I just got off the phone today with a customer service rep who informed me that driving my wheelchair accessible van one hour to access service for the lift was perfectly reasonable in her opinion. To date we have been able to access service for our van locally, but that has changed since our local shop was purchased by a competitor and the maker of our lift will not work collaboratively with a competitor – even if that is in the best interests of their consumer group. I could barely control my rage. How dare a customer service rep presume to be able to even guess what might be reasonable within the context of my life. For an agency whose product is geared toward people who live with disabilities they might want to do some sensitivity training.
The idea that moving forward I will need to clear my day, arrange for a full day of nursing, and then spend almost two and half hours on the road to get my van serviced was enough to reduce me to tears. I so don’t need this added complication. It is One More Thing.
Today’s phone call was reminiscent of the recent phone call I had with the City of Waterloo who informed me that I would have to drive my young-adult son’s diapers to the dump weekly since they have suspended weekly pick-up. Again, One More Thing.
You see for everyday people these Things are usually a no big deal. Bi-weekly garbage pick-up. No worries, we don’t generate that much garbage. Car problems. Got it. I can run the car 5 kms down the road to my local Canadian Tire where it will get sorted out. Unfortunately in the life of an extreme caregiver none of these mundane issues are straight-forward. There is a layer of complexity that many cannot simply appreciate.
This layer of complexity is added to an already overwhelming life. For those of us who are extreme caregivers these One More Things add up. You see our lives are already beyond crazy. We don’t sleep. We don’t sit down to eat. Our lives are completely out of control and rotate around the needs of our loved one. We try to organize our needs into the nooks of crannies of life between medical appointments, illnesses, hospitalizations, and the ongoing hard work of caring for a complicated kid. To throw in unnecessary, added complications like car appointments an hour down the road is enough to topple us over the edge, and it can be very frustrating to interact with a world that just doesn’t Get It. It is infuriating when we communicate our needs and we are told we are being unreasonable, particularly since our lives are already pretty unreasonable.

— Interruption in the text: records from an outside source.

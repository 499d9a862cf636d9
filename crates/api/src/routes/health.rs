//! Liveness endpoint.

use axum::extract::State;
use axum::response::IntoResponse;
use axum::routing::get;
use axum::{Json, Router};
use serde_json::json;

use crate::error::AppResult;
use crate::state::AppState;

/// Build the root-level health router.
pub fn router() -> Router<AppState> {
    Router::new().route("/health", get(health))
}

/// GET /health
///
/// Verifies the database answers before reporting healthy.
async fn health(State(state): State<AppState>) -> AppResult<impl IntoResponse> {
    thumbforge_db::health_check(&state.pool).await?;
    Ok(Json(json!({ "status": "ok" })))
}
//! User entity model and DTOs.

use serde::{Deserialize, Serialize};
use sqlx::FromRow;
use thumbforge_core::types::{DbId, Timestamp};

/// A row from the `users` table.
#[derive(Debug, Clone, FromRow, Serialize)]
pub struct User {
    pub id: DbId,
    pub email: String,
    pub display_name: String,
    /// Always equals the sum of the user's credit ledger entries.
    pub credit_balance: i64,
    pub created_at: Timestamp,
    pub updated_at: Timestamp,
}

/// Input for creating a new user.
#[derive(Debug, Clone, Deserialize)]
pub struct CreateUser {
    pub email: String,
    pub display_name: String,
}
//! Persistence layer: connection pool helpers, row models, and
//! repositories over PostgreSQL via sqlx.

use sqlx::postgres::PgPoolOptions;

pub mod models;
pub mod repositories;

pub type DbPool = sqlx::PgPool;

/// Create a connection pool from a database URL.
pub async fn create_pool(database_url: &str) -> Result<DbPool, sqlx::Error> {
    PgPoolOptions::new()
        .max_connections(20)
        .connect(database_url)
        .await
}

/// Verify the database answers a trivial query.
pub async fn health_check(pool: &DbPool) -> Result<(), sqlx::Error> {
    sqlx::query("SELECT 1").execute(pool).await?;
    Ok(())
}

/// Apply all pending migrations from `db/migrations`.
pub async fn run_migrations(pool: &DbPool) -> Result<(), sqlx::migrate::MigrateError> {
    sqlx::migrate!("../../db/migrations").run(pool).await
}
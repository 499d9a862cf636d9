//! HTTP client for the external post-production renderer.
//!
//! The renderer measures observed image metrics and applies the
//! corrective plan. One pass only: the pipeline does not re-validate
//! the processed output.

use std::time::Duration;

use async_trait::async_trait;
use serde::Deserialize;
use thumbforge_core::postprod::PostProductionPlan;
use thumbforge_core::quality::ImageMetrics;

use crate::error::RenderError;

/// Default per-request deadline for renderer calls.
pub const DEFAULT_RENDER_TIMEOUT: Duration = Duration::from_secs(60);

/// Response of a successful render pass.
#[derive(Debug, Clone, Deserialize)]
pub struct RenderedImage {
    pub processed_url: String,
}

/// Call boundary to the post-production renderer.
#[async_trait]
pub trait PostRenderer: Send + Sync {
    /// Measure observed quality metrics for an image. Best-effort: any
    /// subset of metrics may come back.
    async fn measure(&self, url: &str) -> Result<ImageMetrics, RenderError>;

    /// Apply a corrective plan, returning the processed image URL.
    async fn apply(&self, url: &str, plan: &PostProductionPlan) -> Result<String, RenderError>;
}

/// reqwest-backed renderer client.
pub struct RenderApi {
    client: reqwest::Client,
    api_url: String,
}

impl RenderApi {
    pub fn new(api_url: String) -> Self {
        let client = reqwest::Client::builder()
            .timeout(DEFAULT_RENDER_TIMEOUT)
            .build()
            .unwrap_or_default();
        Self { client, api_url }
    }

    pub fn with_client(client: reqwest::Client, api_url: String) -> Self {
        Self { client, api_url }
    }

    /// Transport failures mean the renderer is unreachable — fatal for
    /// the pipeline. Non-2xx responses are render rejections the
    /// caller can fall back from.
    fn classify_transport(e: reqwest::Error) -> RenderError {
        RenderError::Unreachable(e.to_string())
    }

    async fn reject_from_status(response: reqwest::Response) -> RenderError {
        let status = response.status();
        let body = response
            .text()
            .await
            .unwrap_or_else(|_| "<unreadable body>".to_string());
        RenderError::Rejected(format!("{status}: {body}"))
    }
}

#[async_trait]
impl PostRenderer for RenderApi {
    /// Request metric extraction via `POST /v1/measure`.
    async fn measure(&self, url: &str) -> Result<ImageMetrics, RenderError> {
        let response = self
            .client
            .post(format!("{}/v1/measure", self.api_url))
            .json(&serde_json::json!({ "url": url }))
            .send()
            .await
            .map_err(Self::classify_transport)?;

        if !response.status().is_success() {
            return Err(Self::reject_from_status(response).await);
        }

        response
            .json::<ImageMetrics>()
            .await
            .map_err(|e| RenderError::Rejected(format!("Malformed metrics response: {e}")))
    }

    /// Apply a plan via `POST /v1/render`.
    async fn apply(&self, url: &str, plan: &PostProductionPlan) -> Result<String, RenderError> {
        let body = serde_json::json!({
            "url": url,
            "plan": plan,
        });

        let response = self
            .client
            .post(format!("{}/v1/render", self.api_url))
            .json(&body)
            .send()
            .await
            .map_err(Self::classify_transport)?;

        if !response.status().is_success() {
            return Err(Self::reject_from_status(response).await);
        }

        response
            .json::<RenderedImage>()
            .await
            .map(|r| r.processed_url)
            .map_err(|e| RenderError::Rejected(format!("Malformed render response: {e}")))
    }
}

The last month has been difficult. Matthew has been sick. My caregivers and nurses have been sick so I haven’t had a lot of help. Our elevator needed repair. Our van lift decided to stop working last night meaning that I spent most of today running my van back and forth to the shop. In the last month Matthew has missed almost two weeks of his day program. When he doesn’t attend day program I provide his daytime care, meaning any plans I might have had for my day go out the window. When his caregivers get sick I step in and fill the void. I am tired. I am frustrated that the things I had hoped to accomplish remain on my to-do list.
And I am royally pissed off at a customer service rep who had the gall to suggest she might know what was reasonable within the context of my life. You see Ms. National Customer Service Rep what you see as entirely reasonable is One More Thing in a life that already has way too many Things. Since you work in the world of disability service it is truly disappointing that you don’t get that. But more important than that, you might want to spend a few days in my shoes before you decide what might be reasonable and what might actually be unreasonable.